> WHAT THE TASK REQUIRES: Looking through the records that follow, determine how many lines contain "implementing" and reply with that number alone.

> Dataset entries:

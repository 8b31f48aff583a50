//! Scene data and visibility
//!
//! Provides the drawable/light storage, bounding volumes and frustum culling
//! that back the visibility query of a frame context.

mod scene_data;
mod scene_graph;
mod visibility;

pub use scene_data::{Drawable, DrawableId, Light, LightId, MeshHandle, Scene};
pub use scene_graph::{Frustum, Plane, AABB};
pub use visibility::{VisibilityResult, VisibleDrawable, VisibleLight};
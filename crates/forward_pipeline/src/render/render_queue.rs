//! # Render Queue System
//!
//! Turns a visibility result into an ordered list of draw calls for one pass.
//!
//! ## Architecture
//!
//! - **FilteringSettings**: which render queue values a pass accepts
//! - **DrawingSettings**: which shader passes are drawn, how draws are sorted,
//!   and an optional material override
//! - **SortingCriteria**: front-to-back for opaque geometry, back-to-front for
//!   transparent geometry
//! - **build_draw_list**: filters, selects passes, and sorts
//!
//! Frame contexts call [`build_draw_list`] from their `draw_filtered`
//! implementation and encode the resulting calls.

use std::cmp::Ordering;
use std::sync::Arc;

use crate::render::{Material, MaterialId, RenderQueueRange, ShaderTagId};
use crate::scene::{DrawableId, MeshHandle, VisibilityResult};

/// Draw ordering applied by a pass
#[derive(Debug, Clone, Copy, PartialEq, Eq, Hash, Default)]
pub enum SortingCriteria {
    /// Keep visibility order
    #[default]
    None,
    /// Opaque objects front-to-back (near to far) for early depth rejection,
    /// grouping equal depths by material
    CommonOpaque,
    /// Transparent objects back-to-front (far to near) for correct alpha blending
    CommonTransparent,
}

impl SortingCriteria {
    /// Compare two sort keys under this criteria
    pub fn compare(self, a: &SortKey, b: &SortKey) -> Ordering {
        match self {
            Self::None => a.order.cmp(&b.order),
            Self::CommonOpaque => a
                .depth
                .total_cmp(&b.depth)
                .then_with(|| a.material.cmp(&b.material))
                .then_with(|| a.order.cmp(&b.order)),
            Self::CommonTransparent => b
                .depth
                .total_cmp(&a.depth)
                .then_with(|| a.order.cmp(&b.order)),
        }
    }
}

/// Per-draw key derived from material state and view-space depth
#[derive(Debug, Clone, Copy, PartialEq)]
pub struct SortKey {
    /// View-space depth, positive in front of the camera
    pub depth: f32,
    /// Material, so equal depths batch by state
    pub material: MaterialId,
    /// Visibility order, ensuring stable ordering
    pub order: u32,
}

/// Which drawables a pass selects by their shader passes
#[derive(Debug, Clone, Copy, PartialEq, Eq, Hash, Default)]
pub enum PassSelection {
    /// Drawables implementing at least one of the pass tags
    #[default]
    Matching,
    /// Drawables implementing none of the pass tags
    Unsupported,
}

/// How a pass draws the drawables it accepts
#[derive(Debug, Clone, PartialEq)]
pub struct DrawingSettings {
    /// Draw ordering
    pub sorting: SortingCriteria,
    /// Shader pass tags considered by this pass, in priority order
    pub shader_tags: Vec<ShaderTagId>,
    /// Whether drawables matching or lacking the tags are drawn
    pub selection: PassSelection,
    /// Material drawn instead of each drawable's own material
    pub override_material: Option<Arc<Material>>,
}

impl DrawingSettings {
    /// Draw drawables implementing one of `shader_tags`, sorted by `sorting`
    pub fn new(shader_tags: Vec<ShaderTagId>, sorting: SortingCriteria) -> Self {
        Self {
            sorting,
            shader_tags,
            selection: PassSelection::Matching,
            override_material: None,
        }
    }

    /// Change which drawables are selected
    pub fn with_selection(mut self, selection: PassSelection) -> Self {
        self.selection = selection;
        self
    }

    /// Draw every selected drawable with `material`
    pub fn with_override_material(mut self, material: Arc<Material>) -> Self {
        self.override_material = Some(material);
        self
    }
}

/// Which render queue values a pass accepts
#[derive(Debug, Clone, Copy, PartialEq, Eq, Hash)]
pub struct FilteringSettings {
    /// Accepted queue range
    pub render_queue_range: RenderQueueRange,
}

impl FilteringSettings {
    /// Accept drawables whose material queue lies in `render_queue_range`
    pub const fn new(render_queue_range: RenderQueueRange) -> Self {
        Self { render_queue_range }
    }

    /// Accept opaque queue values
    pub const fn opaque() -> Self {
        Self::new(RenderQueueRange::OPAQUE)
    }

    /// Accept transparent queue values
    pub const fn transparent() -> Self {
        Self::new(RenderQueueRange::TRANSPARENT)
    }

    /// Accept every queue value
    pub const fn all() -> Self {
        Self::new(RenderQueueRange::ALL)
    }
}

/// A single resolved draw
#[derive(Debug, Clone, PartialEq)]
pub struct DrawCall {
    /// Drawable being drawn
    pub drawable: DrawableId,
    /// Geometry
    pub mesh: MeshHandle,
    /// Material bound for the draw (the override material if one is set)
    pub material: Arc<Material>,
    /// Shader pass executed; `None` for the override material's default pass
    pub pass: Option<ShaderTagId>,
    /// Sort key the call was ordered by
    pub key: SortKey,
}

/// Filter, select and sort the visible drawables for one pass
pub fn build_draw_list(
    visibility: &VisibilityResult,
    drawing: &DrawingSettings,
    filtering: &FilteringSettings,
) -> Vec<DrawCall> {
    let mut calls: Vec<DrawCall> = visibility
        .drawables()
        .iter()
        .filter(|visible| filtering.render_queue_range.contains(visible.material.render_queue))
        .filter_map(|visible| {
            let matched = visible.material.matching_pass(&drawing.shader_tags);
            let pass = match (drawing.selection, matched) {
                (PassSelection::Matching, Some(tag)) => Some(tag.clone()),
                (PassSelection::Unsupported, None) => None,
                _ => return None,
            };

            let (material, pass) = match &drawing.override_material {
                Some(override_material) => (Arc::clone(override_material), None),
                None => (Arc::clone(&visible.material), pass),
            };

            Some(DrawCall {
                drawable: visible.id,
                mesh: visible.mesh,
                key: SortKey {
                    depth: visible.depth,
                    material: visible.material.id,
                    order: visible.order,
                },
                material,
                pass,
            })
        })
        .collect();

    calls.sort_by(|a, b| drawing.sorting.compare(&a.key, &b.key));
    calls
}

> EXERCISE OUTPUT: 3